Note: File three copies of this Form, one of which must be manually signed. If space is insufficient, see Instruction 6 for procedure.
Persons who respond to the collection of information contained in this form are not required to respond unless the form displays a currently valid OMB Number.
                             POWER OF ATTORNEY



Know all persons by these presents that Stephen S. Greene whose
signature appears below constitutes and appoints Timothy B.
Hansen, John C. Barpoulis and Kerri R. Morey and each of them,
as his true and lawful attorney-in-fact and agent, with full
and several power of substitution and with authority to act
alone, for him and in his name, place and stead, in any and all
capacities to:

(1) execute for and on behalf of the undersigned Forms 3, 4
and 5 and any amendments and supplements to those forms in
accordance with Section 16(a) of the Securities Exchange Act
of 1934 and the rules thereunder;

(2) do and perform any and all acts for and on behalf of the
undersigned which may be necessary or desirable to complete the
execution of any such Form 3, 4, or 5 and any amendments and
supplements to those forms and file such form with the United
States Securities and Exchange Commission, the New York Stock
Exchange and any other authority; and

(3) take any other action of any type whatsoever in connection
with the foregoing that, in the opinion of such attorney-in-fact,
may be of benefit to, in the best interest of, or legally
required by, the undersigned, it being understood that the documents
executed by such attorney-in-fact on behalf of the undersigned
pursuant to this Power of Attorney shall be in such form and shall
contain such terms and conditions as such attorney-in-fact may
approve in his/her discretion;

granting unto said attorney-in-fact and agent full power and
authority to do and perform each and every act and thing requisite
and necessary to be done in and about the premises, as fully to
all intents and purposes as they or he might or could do in
person, hereby ratifying and confirming all that said attorney-
in-fact and agent or his or their substitute or substitutes may
lawfully do or cause to be done by virtue thereof.

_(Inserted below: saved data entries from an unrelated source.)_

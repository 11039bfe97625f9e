//! Damage: применение урона от попаданий
//!
//! Projectile система генерирует ProjectileHit, здесь урон применяется к Health.
//! Health сам уведомляет подписчиков (Damaged/Died), а ECS слой дополнительно
//! генерирует DamageDealt / EntityDied для system-level реакций.

use bevy::prelude::*;

use crate::components::{DamageOutcome, Health};

/// Событие: попадание снаряда (до применения урона)
#[derive(Event, Debug, Clone, Copy, PartialEq)]
pub struct ProjectileHit {
    /// Кто выстрелил
    pub shooter: Entity,
    /// Во что попали (может быть стена без Health)
    pub target: Entity,
    pub damage: f32,
}

/// Событие: урон нанесен
#[derive(Event, Debug, Clone, Copy, PartialEq)]
pub struct DamageDealt {
    pub attacker: Option<Entity>,
    pub target: Entity,
    pub damage: f32,
    pub target_died: bool,
}

/// Событие: entity умер (health <= 0)
#[derive(Event, Debug, Clone, Copy, PartialEq)]
pub struct EntityDied {
    pub entity: Entity,
    pub killer: Option<Entity>,
}

/// Компонент-маркер: entity мертв
///
/// Мёртвые не сенсят, не думают, не двигаются. Снимается при respawn.
#[derive(Component, Debug, Clone, Copy, Default, Reflect)]
#[reflect(Component)]
pub struct Dead;

/// Применить урон и сгенерировать события
pub fn apply_damage(
    target: Entity,
    health: &mut Health,
    amount: f32,
    attacker: Option<Entity>,
    damage_events: &mut EventWriter<DamageDealt>,
    death_events: &mut EventWriter<EntityDied>,
) -> DamageOutcome {
    let outcome = health.take_damage(amount, attacker);

    // No-op урон (мёртвый или amount <= 0): Health молчит, событий тоже нет
    if outcome.applied <= 0.0 && !outcome.died {
        return outcome;
    }

    damage_events.write(DamageDealt {
        attacker,
        target,
        damage: outcome.applied,
        target_died: outcome.died,
    });

    if outcome.died {
        death_events.write(EntityDied {
            entity: target,
            killer: attacker,
        });
        crate::logger::log_info(&format!("💀 {:?} killed by {:?}", target, attacker));
    }

    outcome
}

/// System: ProjectileHit → урон по Health цели
pub fn process_projectile_hits(
    mut hit_events: EventReader<ProjectileHit>,
    mut targets: Query<&mut Health, Without<Dead>>,
    mut damage_events: EventWriter<DamageDealt>,
    mut death_events: EventWriter<EntityDied>,
) {
    for hit in hit_events.read() {
        if hit.shooter == hit.target {
            crate::logger::log_warning(&format!("⚠️ SELF-HIT ignored for {:?}", hit.shooter));
            continue;
        }

        // Стена / мёртвый / despawned: снаряд просто исчез
        let Ok(mut health) = targets.get_mut(hit.target) else {
            continue;
        };

        let before = health.current;
        let outcome = apply_damage(
            hit.target,
            &mut health,
            hit.damage,
            Some(hit.shooter),
            &mut damage_events,
            &mut death_events,
        );

        if outcome.applied > 0.0 {
            crate::log(&format!(
                "💥 {:?} hit {:?} for {} (HP: {} → {})",
                hit.shooter, hit.target, outcome.applied, before, health.current
            ));
        }
    }
}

This Power of Attorney is continuing and shall remain in effect
so long as the undersigned is a officer of USEC Inc., a Delaware
corporation, unless the undersigned executes and delivers to the
Secretary of USEC Inc. a written revocation of this Power of Attorney.

The undersigned acknowledges that each foregoing attorney-in-fact,
in serving in such capacity at the request of the undersigned, is
not assuming any of the undersigned's responsibilities to comply
with Section 16 of the Securities Exchange Act of 1934.